Exercise details:
Transcribe each entry. Change nothing.

Collected data entries:

┄┄┄┄┄┄

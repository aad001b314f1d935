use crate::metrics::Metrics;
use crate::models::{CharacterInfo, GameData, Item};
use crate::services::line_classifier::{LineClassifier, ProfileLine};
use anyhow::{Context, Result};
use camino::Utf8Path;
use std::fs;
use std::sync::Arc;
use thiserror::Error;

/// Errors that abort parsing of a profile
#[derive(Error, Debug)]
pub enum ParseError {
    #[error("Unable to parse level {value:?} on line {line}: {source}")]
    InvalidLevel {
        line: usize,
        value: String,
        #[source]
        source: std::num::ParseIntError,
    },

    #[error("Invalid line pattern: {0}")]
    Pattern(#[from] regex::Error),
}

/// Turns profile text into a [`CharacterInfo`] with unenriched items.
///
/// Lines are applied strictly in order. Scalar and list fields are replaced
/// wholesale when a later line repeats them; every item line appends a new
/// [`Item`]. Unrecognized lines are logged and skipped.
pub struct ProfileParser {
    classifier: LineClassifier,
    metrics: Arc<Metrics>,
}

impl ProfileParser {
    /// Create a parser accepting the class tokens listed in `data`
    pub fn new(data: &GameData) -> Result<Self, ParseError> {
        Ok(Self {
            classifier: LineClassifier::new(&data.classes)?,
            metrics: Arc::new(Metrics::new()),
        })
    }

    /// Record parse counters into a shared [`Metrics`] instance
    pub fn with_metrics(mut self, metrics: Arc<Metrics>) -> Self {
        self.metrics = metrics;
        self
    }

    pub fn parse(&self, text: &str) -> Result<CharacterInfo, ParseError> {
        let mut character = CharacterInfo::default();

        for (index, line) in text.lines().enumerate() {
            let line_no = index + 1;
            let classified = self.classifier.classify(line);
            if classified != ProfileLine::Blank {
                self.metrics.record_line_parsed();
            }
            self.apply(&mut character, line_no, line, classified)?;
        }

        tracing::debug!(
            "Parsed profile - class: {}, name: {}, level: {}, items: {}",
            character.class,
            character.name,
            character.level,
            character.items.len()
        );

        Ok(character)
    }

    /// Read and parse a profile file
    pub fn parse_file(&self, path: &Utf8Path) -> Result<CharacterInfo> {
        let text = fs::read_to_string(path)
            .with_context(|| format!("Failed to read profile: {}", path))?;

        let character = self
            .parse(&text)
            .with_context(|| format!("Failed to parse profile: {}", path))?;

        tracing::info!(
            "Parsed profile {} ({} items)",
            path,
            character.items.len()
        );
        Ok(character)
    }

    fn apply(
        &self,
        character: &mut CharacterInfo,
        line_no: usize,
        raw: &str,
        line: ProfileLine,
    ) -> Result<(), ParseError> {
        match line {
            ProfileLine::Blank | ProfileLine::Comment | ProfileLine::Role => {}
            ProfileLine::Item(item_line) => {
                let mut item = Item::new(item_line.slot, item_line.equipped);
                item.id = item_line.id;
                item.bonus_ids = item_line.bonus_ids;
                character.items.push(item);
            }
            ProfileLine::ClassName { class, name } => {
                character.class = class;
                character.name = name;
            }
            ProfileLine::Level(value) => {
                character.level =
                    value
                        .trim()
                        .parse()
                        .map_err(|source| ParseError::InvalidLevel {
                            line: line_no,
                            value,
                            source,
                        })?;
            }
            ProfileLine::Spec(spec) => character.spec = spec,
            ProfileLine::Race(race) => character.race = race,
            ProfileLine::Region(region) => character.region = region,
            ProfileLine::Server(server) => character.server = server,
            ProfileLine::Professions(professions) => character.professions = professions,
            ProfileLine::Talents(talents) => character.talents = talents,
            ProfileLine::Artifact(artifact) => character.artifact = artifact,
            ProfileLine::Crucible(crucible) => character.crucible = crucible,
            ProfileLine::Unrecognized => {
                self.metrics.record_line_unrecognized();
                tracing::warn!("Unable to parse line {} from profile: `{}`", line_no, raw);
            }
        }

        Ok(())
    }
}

┄┄┄┄┄┄

Answer space:
repository aad001b314f1d935
use crate::metrics::Metrics;
use crate::models::{CharacterInfo, GameData, Item};
use crate::services::line_classifier::{LineClassifier, ProfileLine};
use anyhow::{Context, Result};
use camino::Utf8Path;
use std::fs;
use std::sync::Arc;
use thiserror::Error;

/// Errors that abort parsing of a profile
#[derive(Error, Debug)]
pub enum ParseError {
    #[error("Unable to parse level {value:?} on line {line}: {source}")]
    InvalidLevel {
        line: usize,
        value: String,
        #[source]
        source: std::num::ParseIntError,
    },

    #[error("Invalid line pattern: {0}")]
    Pattern(#[from] regex::Error),
}

/// Turns profile text into a [`CharacterInfo`] with unenriched items.
///
/// Lines are applied strictly in order. Scalar and list fields are replaced
/// wholesale when a later line repeats them; every item line appends a new
/// [`Item`]. Unrecognized lines are logged and skipped.
pub struct ProfileParser {
    classifier: LineClassifier,
    metrics: Arc<Metrics>,
}

impl ProfileParser {
    /// Create a parser accepting the class tokens listed in `data`
    pub fn new(data: &GameData) -> Result<Self, ParseError> {
        Ok(Self {
            classifier: LineClassifier::new(&data.classes)?,
            metrics: Arc::new(Metrics::new()),
        })
    }

    /// Record parse counters into a shared [`Metrics`] instance
    pub fn with_metrics(mut self, metrics: Arc<Metrics>) -> Self {
        self.metrics = metrics;
        self
    }

    pub fn parse(&self, text: &str) -> Result<CharacterInfo, ParseError> {
        let mut character = CharacterInfo::default();

        for (index, line) in text.lines().enumerate() {
            let line_no = index + 1;
            let classified = self.classifier.classify(line);
            if classified != ProfileLine::Blank {
                self.metrics.record_line_parsed();
            }
            self.apply(&mut character, line_no, line, classified)?;
        }

        tracing::debug!(
            "Parsed profile - class: {}, name: {}, level: {}, items: {}",
            character.class,
            character.name,
            character.level,
            character.items.len()
        );

        Ok(character)
    }

    /// Read and parse a profile file
    pub fn parse_file(&self, path: &Utf8Path) -> Result<CharacterInfo> {
        let text = fs::read_to_string(path)
            .with_context(|| format!("Failed to read profile: {}", path))?;

        let character = self
            .parse(&text)
            .with_context(|| format!("Failed to parse profile: {}", path))?;

        tracing::info!(
            "Parsed profile {} ({} items)",
            path,
            character.items.len()
        );
        Ok(character)
    }

    fn apply(
        &self,
        character: &mut CharacterInfo,
        line_no: usize,
        raw: &str,
        line: ProfileLine,
    ) -> Result<(), ParseError> {
        match line {
            ProfileLine::Blank | ProfileLine::Comment | ProfileLine::Role => {}
            ProfileLine::Item(item_line) => {
                let mut item = Item::new(item_line.slot, item_line.equipped);
                item.id = item_line.id;
                item.bonus_ids = item_line.bonus_ids;
                character.items.push(item);
            }
            ProfileLine::ClassName { class, name } => {
                character.class = class;
                character.name = name;
            }
            ProfileLine::Level(value) => {
                character.level =
                    value
                        .trim()
                        .parse()
                        .map_err(|source| ParseError::InvalidLevel {
                            line: line_no,
                            value,
                            source,
                        })?;
            }
            ProfileLine::Spec(spec) => character.spec = spec,
            ProfileLine::Race(race) => character.race = race,
            ProfileLine::Region(region) => character.region = region,
            ProfileLine::Server(server) => character.server = server,
            ProfileLine::Professions(professions) => character.professions = professions,
            ProfileLine::Talents(talents) => character.talents = talents,
            ProfileLine::Artifact(artifact) => character.artifact = artifact,
            ProfileLine::Crucible(crucible) => character.crucible = crucible,
            ProfileLine::Unrecognized => {
                self.metrics.record_line_unrecognized();
                tracing::warn!("Unable to parse line {} from profile: `{}`", line_no, raw);
            }
        }

        Ok(())
    }
}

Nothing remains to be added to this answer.